Mikael abandonó sus labios por un segundo porque deseaba decirle que la amaba mirándola a los ojos. Después de que Greta le dijera lo mismo, se prendió a su boca una vez más.

Minutos después, todavía con los cuerpos temblorosos, se acostaron en el sillón de la sala. Ella encima de él, con la cabeza apoyada en el pecho de Mikael. Él miró el reloj. Tenía apenas media hora para llegar a la estación a tiempo.

—No te vayas —le pidió ella arrebujándose contra él a sabiendas de que era inútil que se lo pidiera.

—Sabes que no puedo, Greta.

—¿Por qué no envió a alguien más a Gotemburgo? —preguntó en señal de protesta. Si hubiera tenido a su padre frente a ella en ese momento, le habría dicho muchas cosas. En su cabeza incluso ya tenía armada una conversación con él. Claro que una cosa era imaginarla y otra muy distinta llevarla a cabo.

—Supongo que haber vivido allí durante más de treinta años me jugó en contra esta vez —dijo medio en broma, medio en serio.

—¿Crees realmente que puedas lograr averiguar algo allí?

—Espero que sí. El caso se ha estancado. Nina no ha conseguido nada con la secretaria del doctor, y la coartada de Sten Metzgen parece demasiado sólida como para revocarla. —Le acarició el cabello, luego su dedo bajó hasta curvatura de su hombro—. Mientras yo investigo los últimos movimientos de Malte Metzgen, los demás se encargarán de Espen Drachenblut. Todavía hay algunos cabos sueltos con respecto a él.

Greta se incorporó y lo miró. Él entrecerró los ojos. Conocía aquella mirada intrigante y hacia dónde podía conducir.

—¿En qué piensas?

—Tal vez yo pueda lograr que Drachenblut cuente lo que sabe. Te dije el otro día que me lo topé en la comisaría y, al parecer, le causé una muy buena impresión.

—¡Ni se te ocurra! —saltó el teniente.

—¿Te acuerdas de Herr Gudnasson y Harald Grimås?

Mikael asintió. ¡Por supuesto que los recordaba! Ambos se habían rendido al encanto de la pelirroja cuando investigaban las muertes de Annete Nyborg y Camilla Lindman. Habían bastado una sonrisa y una caída de ojos para que aflojaran la lengua.

—Bueno, podría hacer lo mismo con el periodista. Tú mismo me dijiste que no habían conseguido mucho cuando lo interrogaron. Estoy segura de que yo podría hacer que hable —afirmó confiada en que tampoco le costaría nada persuadirlo a Mikael para que se lo permitiera.

—No. Te lo prohíbo terminantemente.

Ella dibujó círculos en su pecho haciendo presión con los dedos.
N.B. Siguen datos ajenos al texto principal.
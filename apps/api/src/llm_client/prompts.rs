// Cross-cutting prompt fragments and template rendering.
// Each stage that calls the LLM keeps its own prompts.rs alongside it.

/// System prompt that enforces JSON-only output.
pub const JSON_ONLY_SYSTEM: &str = "You are a precise, structured assistant. \
    You MUST respond with valid JSON only. \
    Do NOT include any text outside the JSON object. \
    Do NOT use markdown code fences. \
    Do NOT include explanations or apologies.";

/// Fills `{name}` placeholders in `template`. Unknown placeholders are left as-is.
///
/// Substitution is single-pass over the template, so values that happen to
/// contain `{...}` are never expanded again.
pub fn render(template: &str, vars: &[(&str, &str)]) -> String {
    let mut out = String::with_capacity(template.len());
    let mut rest = template;

    while let Some(open) = rest.find('{') {
        out.push_str(&rest[..open]);
        let after = &rest[open + 1..];
        let replaced = after.find('}').and_then(|close| {
            let name = &after[..close];
            vars.iter()
                .find(|(key, _)| *key == name)
                .map(|(_, value)| (*value, close))
        });
        match replaced {
            Some((value, close)) => {
                out.push_str(value);
                rest = &after[close + 1..];
            }
            None => {
                out.push('{');
                rest = after;
            }
        }
    }
    out.push_str(rest);
    out
}

#[cfg(test)]
mod tests {
    use super::*;

    #[test]
    fn test_render_fills_known_placeholders() {
        let out = render("Title: {title}\nAbstract: {abstract}", &[
            ("title", "Click Models"),
            ("abstract", "We study clicks."),
        ]);
        assert_eq!(out, "Title: Click Models\nAbstract: We study clicks.");
    }

    #[test]
    fn test_render_keeps_unknown_and_literal_braces() {
        let out = render("{\"score\": 0} {missing} {input}", &[("input", "x")]);
        assert_eq!(out, "{\"score\": 0} {missing} x");
    }

    #[test]
    fn test_render_does_not_expand_inside_values() {
        let out = render("{input}", &[("input", "{input}"), ("other", "y")]);
        assert_eq!(out, "{input}");
    }
}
—¡Detente! —La asió de la muñeca. No iba a dejarse convencer tan fácil—. Piensa en la reacción de tu padre si se entera, Greta. Mantente alejada de ese sujeto, ¿de acuerdo?

De mala gana, ella asintió. Minutos después, Mikael partió rumbo a la estación no sin antes prometerle que la llamaría apenas llegara a Gotemburgo. De Greta, en cambio, se llevó la promesa de que no metería su nariz en el caso, al menos hasta que él volviera.

Cuando la miró por última vez, antes de subirse al auto, tuvo el fuerte presentimiento de que solamente él cumpliría lo que había prometido.